• **Instructions to follow**
Copy out, unchanged, every line from the start of the records to the line that contains "of losing transactions", and stop there.

··· Exercise material ···

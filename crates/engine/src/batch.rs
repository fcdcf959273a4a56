//! Batch processing pipeline
//!
//! Takes the exported records of a batch of speculatively executed
//! transactions and turns them into committed state:
//!
//! 1. Arbitrate every access and derive the whitelist
//! 2. Import the state-changing records into per-key sequences
//! 3. Void the records of losing transactions
//! 4. Sort and finalize every sequence
//! 5. Commit the merged values
//!
//! The whole pipeline runs on a dedicated rayon pool so that the importer's
//! parallel stages never compete with the caller's own pool.

use std::sync::Arc;

use rayon::{ThreadPool, ThreadPoolBuilder};
use rustc_hash::FxHashSet;
use tracing::{debug, info};

use parastate_concurrency::{white_list_from, Arbitrator, Conflict, Importer};
use parastate_core::{CommitStore, Error, ReadOnlyStore, Result, TxId};
use parastate_storage::{format, InterProcess, TransitionFilter, Univalue, WriteCache};

use crate::config::EngineConfig;

/// What a processed batch did
#[derive(Debug, Default)]
pub struct BatchOutcome {
    /// Every conflict detected, in key order
    pub conflicts: Vec<Conflict>,
    /// Keys written to the store, sorted
    pub committed: Vec<String>,
    /// Keys whose merge failed and were left untouched, with the reason
    pub rejected: Vec<(String, Error)>,
    /// Transactions that lost a conflict, sorted
    pub aborted: Vec<TxId>,
}

impl BatchOutcome {
    /// Whether every transaction and key went through
    pub fn is_clean(&self) -> bool {
        self.conflicts.is_empty() && self.rejected.is_empty()
    }
}

/// Runs batches of transitions against a store
pub struct BatchProcessor<S: CommitStore + 'static> {
    store: Arc<S>,
    config: EngineConfig,
    pool: ThreadPool,
}

impl<S: CommitStore + 'static> BatchProcessor<S> {
    /// Create a processor committing to `store`.
    ///
    /// # Errors
    ///
    /// Returns `Error::Config` if the config is invalid or the worker pool
    /// cannot be started.
    pub fn new(store: Arc<S>, config: EngineConfig) -> Result<Self> {
        config.validate()?;
        let pool = ThreadPoolBuilder::new()
            .num_threads(config.threads.unwrap_or(0))
            .thread_name(|i| format!("parastate-worker-{}", i))
            .build()
            .map_err(|e| Error::config(format!("Failed to start worker pool: {}", e)))?;
        Ok(BatchProcessor {
            store,
            config,
            pool,
        })
    }

    /// Committed store
    pub fn store(&self) -> &Arc<S> {
        &self.store
    }

    /// Active configuration
    pub fn config(&self) -> &EngineConfig {
        &self.config
    }

    /// Fresh write cache over the committed store for one transaction
    pub fn write_cache(&self) -> WriteCache {
        let store: Arc<dyn ReadOnlyStore> = self.store.clone();
        WriteCache::with_system_paths(store, self.config.system_paths.iter().cloned())
    }

    /// Process the records exported by a batch of transactions.
    ///
    /// Read-only records take part in arbitration but are not imported.
    ///
    /// # Errors
    ///
    /// Returns the invariant violation that aborted finalization, or a store
    /// error. Nothing is committed in either case.
    pub fn process(&self, transitions: Vec<Univalue>) -> Result<BatchOutcome> {
        self.pool.install(|| self.run(transitions))
    }

    /// Decode a transition log and process it.
    ///
    /// # Errors
    ///
    /// Returns `Error::Codec` if the log is malformed, otherwise as
    /// [`process`](Self::process).
    pub fn process_log(&self, bytes: &[u8]) -> Result<BatchOutcome> {
        let transitions = self.pool.install(|| format::decode(bytes))?;
        self.process(transitions)
    }

    fn run(&self, transitions: Vec<Univalue>) -> Result<BatchOutcome> {
        let total = transitions.len();
        let conflicts = Arbitrator::detect(&transitions);

        let all_tx: FxHashSet<TxId> = transitions.iter().map(Univalue::tx).collect();
        let allowed = white_list_from(all_tx.iter().copied(), &conflicts);
        let mut aborted: Vec<TxId> = all_tx
            .into_iter()
            .filter(|tx| allowed.binary_search(tx).is_err())
            .collect();
        aborted.sort_unstable();
        debug!(
            records = total,
            conflicts = conflicts.len(),
            aborted = aborted.len(),
            "Arbitrated batch"
        );

        let records: Vec<Univalue> = transitions
            .into_iter()
            .filter_map(|r| InterProcess.apply(r))
            .collect();

        let store: Arc<dyn ReadOnlyStore> = self.store.clone();
        let importer = Importer::with_config(store, self.config.importer_config());
        importer.import(records)?;
        importer.white_list(&allowed);
        importer.sort();
        let finalized = importer.finalize()?;

        let committed: Vec<String> = finalized
            .records
            .iter()
            .map(|r| r.path().to_string())
            .collect();
        let entries = finalized
            .records
            .into_iter()
            .map(|r| (r.path().to_string(), r.into_value()))
            .collect();
        self.store.commit(entries)?;

        info!(
            committed = committed.len(),
            rejected = finalized.failures.len(),
            aborted = aborted.len(),
            "Batch committed"
        );
        Ok(BatchOutcome {
            conflicts,
            committed,
            rejected: finalized.failures,
            aborted,
        })
    }
}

···

• **Final answer**
filename crates/engine/src/batch.rs
repository fcdcf959273a4a56
//! Batch processing pipeline
//!
//! Takes the exported records of a batch of speculatively executed
//! transactions and turns them into committed state:
//!
//! 1. Arbitrate every access and derive the whitelist
//! 2. Import the state-changing records into per-key sequences
//! 3. Void the records of losing transactions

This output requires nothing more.